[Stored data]

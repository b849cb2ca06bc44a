//! Route enrichment: attach road distance/duration to each filtered candidate.
//!
//! One routing query is issued per candidate, at most `max_concurrent` at a
//! time, all sharing a single batch deadline. A query that errors, returns no
//! route, or is still pending at the deadline falls back to the haversine
//! distance with an unknown duration. The batch as a whole never fails.

use std::sync::Arc;
use std::time::Duration;

use futures::stream::{self, StreamExt};
use tokio::time::{timeout_at, Instant};
use tracing::{debug, warn};

use crate::geo::{haversine_m, Point};
use crate::offers::{Candidate, DistanceSource, EnrichedCandidate};
use crate::routing::{RouteProvider, RouteResult};

#[derive(Clone)]
pub struct RouteEnricher {
    provider: Arc<dyn RouteProvider>,
    batch_timeout: Duration,
    max_concurrent: usize,
}

impl RouteEnricher {
    pub fn new(provider: Arc<dyn RouteProvider>, batch_timeout: Duration, max_concurrent: usize) -> Self {
        Self {
            provider,
            batch_timeout,
            max_concurrent: max_concurrent.max(1),
        }
    }

    /// Enrich `candidates` with travel to `origin`, preserving input order.
    pub async fn enrich(&self, candidates: &[Candidate], origin: Point) -> Vec<EnrichedCandidate> {
        if candidates.is_empty() {
            return Vec::new();
        }
        if !origin.is_valid() {
            return candidates.iter().cloned().map(unknown).collect();
        }

        let deadline = Instant::now() + self.batch_timeout;
        let provider = &self.provider;

        let enriched: Vec<EnrichedCandidate> = stream::iter(candidates.iter().cloned())
            .map(|candidate| async move {
                if !candidate.location.is_valid() {
                    return unknown(candidate);
                }
                let outcome = timeout_at(deadline, provider.route(candidate.location, origin)).await;
                match outcome {
                    Ok(Ok(route)) if is_usable(&route) => routed(candidate, route),
                    Ok(Ok(_)) => {
                        debug!(candidate = %candidate.id, "routing returned an unusable distance");
                        straight_line(candidate, origin)
                    }
                    Ok(Err(err)) => {
                        debug!(candidate = %candidate.id, error = %err, "routing failed, using straight-line distance");
                        straight_line(candidate, origin)
                    }
                    Err(_) => {
                        debug!(candidate = %candidate.id, "routing deadline elapsed, using straight-line distance");
                        straight_line(candidate, origin)
                    }
                }
            })
            .buffered(self.max_concurrent)
            .collect()
            .await;

        let fallbacks = enriched
            .iter()
            .filter(|c| c.distance_source != DistanceSource::Route)
            .count();
        if fallbacks > 0 {
            warn!(
                candidates = enriched.len(),
                fallbacks, "route enrichment degraded to straight-line distance"
            );
        }
        enriched
    }
}

fn is_usable(route: &RouteResult) -> bool {
    route.distance_m.is_finite() && route.distance_m >= 0.0
}

fn routed(candidate: Candidate, route: RouteResult) -> EnrichedCandidate {
    EnrichedCandidate {
        candidate,
        distance_m: Some(route.distance_m),
        duration_secs: route.duration_secs.is_finite().then_some(route.duration_secs),
        distance_source: DistanceSource::Route,
    }
}

fn straight_line(candidate: Candidate, origin: Point) -> EnrichedCandidate {
    let distance_m = haversine_m(origin, candidate.location);
    EnrichedCandidate {
        candidate,
        distance_m: Some(distance_m),
        duration_secs: None,
        distance_source: DistanceSource::StraightLine,
    }
}

fn unknown(candidate: Candidate) -> EnrichedCandidate {
    EnrichedCandidate {
        candidate,
        distance_m: None,
        duration_secs: None,
        distance_source: DistanceSource::Unknown,
    }
}

#[cfg(test)]
mod tests {
    use super::*;
    use crate::geo::destination_point;
    use crate::routing::RoutingError;
    use async_trait::async_trait;

    struct Fixed(Result<RouteResult, ()>);

    #[async_trait]
    impl RouteProvider for Fixed {
        async fn route(&self, _from: Point, _to: Point) -> Result<RouteResult, RoutingError> {
            self.0.map_err(|_| RoutingError::NoRoute)
        }
    }

    fn candidate(id: &str, location: Point) -> Candidate {
        Candidate {
            id: id.into(),
            name: id.to_string(),
            rating: 4.0,
            location,
            price: Some(120.0),
        }
    }

    #[tokio::test]
    async fn successful_routes_carry_duration() {
        let origin = Point::new(13.7, 100.5);
        let enricher = RouteEnricher::new(
            Arc::new(Fixed(Ok(RouteResult {
                distance_m: 2_500.0,
                duration_secs: 300.0,
            }))),
            Duration::from_secs(30),
            4,
        );
        let out = enricher
            .enrich(&[candidate("a", destination_point(origin, 0.0, 2_000.0))], origin)
            .await;
        assert_eq!(out[0].distance_m, Some(2_500.0));
        assert_eq!(out[0].duration_secs, Some(300.0));
        assert_eq!(out[0].distance_source, DistanceSource::Route);
    }

    #[tokio::test]
    async fn failures_fall_back_to_haversine() {
        let origin = Point::new(13.7, 100.5);
        let location = destination_point(origin, 0.0, 2_000.0);
        let enricher = RouteEnricher::new(Arc::new(Fixed(Err(()))), Duration::from_secs(30), 4);
        let out = enricher.enrich(&[candidate("a", location)], origin).await;
        assert_eq!(out[0].distance_m, Some(haversine_m(origin, location)));
        assert_eq!(out[0].duration_secs, None);
        assert_eq!(out[0].distance_source, DistanceSource::StraightLine);
    }

    #[tokio::test]
    async fn invalid_origin_marks_everything_unknown() {
        let enricher = RouteEnricher::new(Arc::new(Fixed(Err(()))), Duration::from_secs(30), 4);
        let out = enricher
            .enrich(&[candidate("a", Point::new(13.7, 100.5))], Point::new(f64::NAN, 0.0))
            .await;
        assert_eq!(out[0].distance_m, None);
        assert_eq!(out[0].distance_source, DistanceSource::Unknown);
    }
}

• TASK TO CARRY OUT: Could you print every record above exactly as it appears?

• SOLUTION FOR THIS TASK:
repository b849cb2ca06bc44a
//! Route enrichment: attach road distance/duration to each filtered candidate.
//!
//! One routing query is issued per candidate, at most `max_concurrent` at a
//! time, all sharing a single batch deadline. A query that errors, returns no
//! route, or is still pending at the deadline falls back to the haversine
//! distance with an unknown duration. The batch as a whole never fails.

use std::sync::Arc;
use std::time::Duration;

use futures::stream::{self, StreamExt};
use tokio::time::{timeout_at, Instant};
use tracing::{debug, warn};

use crate::geo::{haversine_m, Point};
use crate::offers::{Candidate, DistanceSource, EnrichedCandidate};
use crate::routing::{RouteProvider, RouteResult};

#[derive(Clone)]
pub struct RouteEnricher {
    provider: Arc<dyn RouteProvider>,
    batch_timeout: Duration,
    max_concurrent: usize,
}

impl RouteEnricher {
    pub fn new(provider: Arc<dyn RouteProvider>, batch_timeout: Duration, max_concurrent: usize) -> Self {
        Self {
            provider,
            batch_timeout,
            max_concurrent: max_concurrent.max(1),
        }
    }

    /// Enrich `candidates` with travel to `origin`, preserving input order.
    pub async fn enrich(&self, candidates: &[Candidate], origin: Point) -> Vec<EnrichedCandidate> {
        if candidates.is_empty() {
            return Vec::new();
        }
        if !origin.is_valid() {
            return candidates.iter().cloned().map(unknown).collect();
        }

        let deadline = Instant::now() + self.batch_timeout;
        let provider = &self.provider;

        let enriched: Vec<EnrichedCandidate> = stream::iter(candidates.iter().cloned())
            .map(|candidate| async move {
                if !candidate.location.is_valid() {
                    return unknown(candidate);
                }
                let outcome = timeout_at(deadline, provider.route(candidate.location, origin)).await;
                match outcome {
                    Ok(Ok(route)) if is_usable(&route) => routed(candidate, route),
                    Ok(Ok(_)) => {
                        debug!(candidate = %candidate.id, "routing returned an unusable distance");
                        straight_line(candidate, origin)
                    }
                    Ok(Err(err)) => {
                        debug!(candidate = %candidate.id, error = %err, "routing failed, using straight-line distance");
                        straight_line(candidate, origin)
                    }
                    Err(_) => {
                        debug!(candidate = %candidate.id, "routing deadline elapsed, using straight-line distance");
                        straight_line(candidate, origin)
                    }
                }
            })
            .buffered(self.max_concurrent)
            .collect()
            .await;

        let fallbacks = enriched
            .iter()
            .filter(|c| c.distance_source != DistanceSource::Route)
            .count();
        if fallbacks > 0 {
            warn!(
                candidates = enriched.len(),
                fallbacks, "route enrichment degraded to straight-line distance"
            );
        }
        enriched
    }
}

fn is_usable(route: &RouteResult) -> bool {
    route.distance_m.is_finite() && route.distance_m >= 0.0
}

fn routed(candidate: Candidate, route: RouteResult) -> EnrichedCandidate {
    EnrichedCandidate {
        candidate,
        distance_m: Some(route.distance_m),
        duration_secs: route.duration_secs.is_finite().then_some(route.duration_secs),
        distance_source: DistanceSource::Route,
    }
}

fn straight_line(candidate: Candidate, origin: Point) -> EnrichedCandidate {
    let distance_m = haversine_m(origin, candidate.location);
    EnrichedCandidate {
        candidate,
        distance_m: Some(distance_m),
        duration_secs: None,
        distance_source: DistanceSource::StraightLine,
    }
}

fn unknown(candidate: Candidate) -> EnrichedCandidate {
    EnrichedCandidate {
        candidate,
        distance_m: None,
        duration_secs: None,
        distance_source: DistanceSource::Unknown,
    }
}

#[cfg(test)]
mod tests {
    use super::*;
    use crate::geo::destination_point;
    use crate::routing::RoutingError;
    use async_trait::async_trait;

    struct Fixed(Result<RouteResult, ()>);

    #[async_trait]
    impl RouteProvider for Fixed {
        async fn route(&self, _from: Point, _to: Point) -> Result<RouteResult, RoutingError> {
            self.0.map_err(|_| RoutingError::NoRoute)
        }
    }

    fn candidate(id: &str, location: Point) -> Candidate {
        Candidate {
            id: id.into(),
            name: id.to_string(),
            rating: 4.0,
            location,
            price: Some(120.0),
        }
    }

    #[tokio::test]
    async fn successful_routes_carry_duration() {
        let origin = Point::new(13.7, 100.5);
        let enricher = RouteEnricher::new(
            Arc::new(Fixed(Ok(RouteResult {
                distance_m: 2_500.0,
                duration_secs: 300.0,
            }))),
            Duration::from_secs(30),
            4,
        );
        let out = enricher
            .enrich(&[candidate("a", destination_point(origin, 0.0, 2_000.0))], origin)
            .await;
        assert_eq!(out[0].distance_m, Some(2_500.0));
        assert_eq!(out[0].duration_secs, Some(300.0));
        assert_eq!(out[0].distance_source, DistanceSource::Route);
    }

    #[tokio::test]
    async fn failures_fall_back_to_haversine() {
        let origin = Point::new(13.7, 100.5);
        let location = destination_point(origin, 0.0, 2_000.0);
        let enricher = RouteEnricher::new(Arc::new(Fixed(Err(()))), Duration::from_secs(30), 4);
        let out = enricher.enrich(&[candidate("a", location)], origin).await;
        assert_eq!(out[0].distance_m, Some(haversine_m(origin, location)));
        assert_eq!(out[0].duration_secs, None);
        assert_eq!(out[0].distance_source, DistanceSource::StraightLine);
    }

    #[tokio::test]
    async fn invalid_origin_marks_everything_unknown() {
        let enricher = RouteEnricher::new(Arc::new(Fixed(Err(()))), Duration::from_secs(30), 4);
        let out = enricher
            .enrich(&[candidate("a", Point::new(13.7, 100.5))], Point::new(f64::NAN, 0.0))
            .await;
        assert_eq!(out[0].distance_m, None);
        assert_eq!(out[0].distance_source, DistanceSource::Unknown);
    }
}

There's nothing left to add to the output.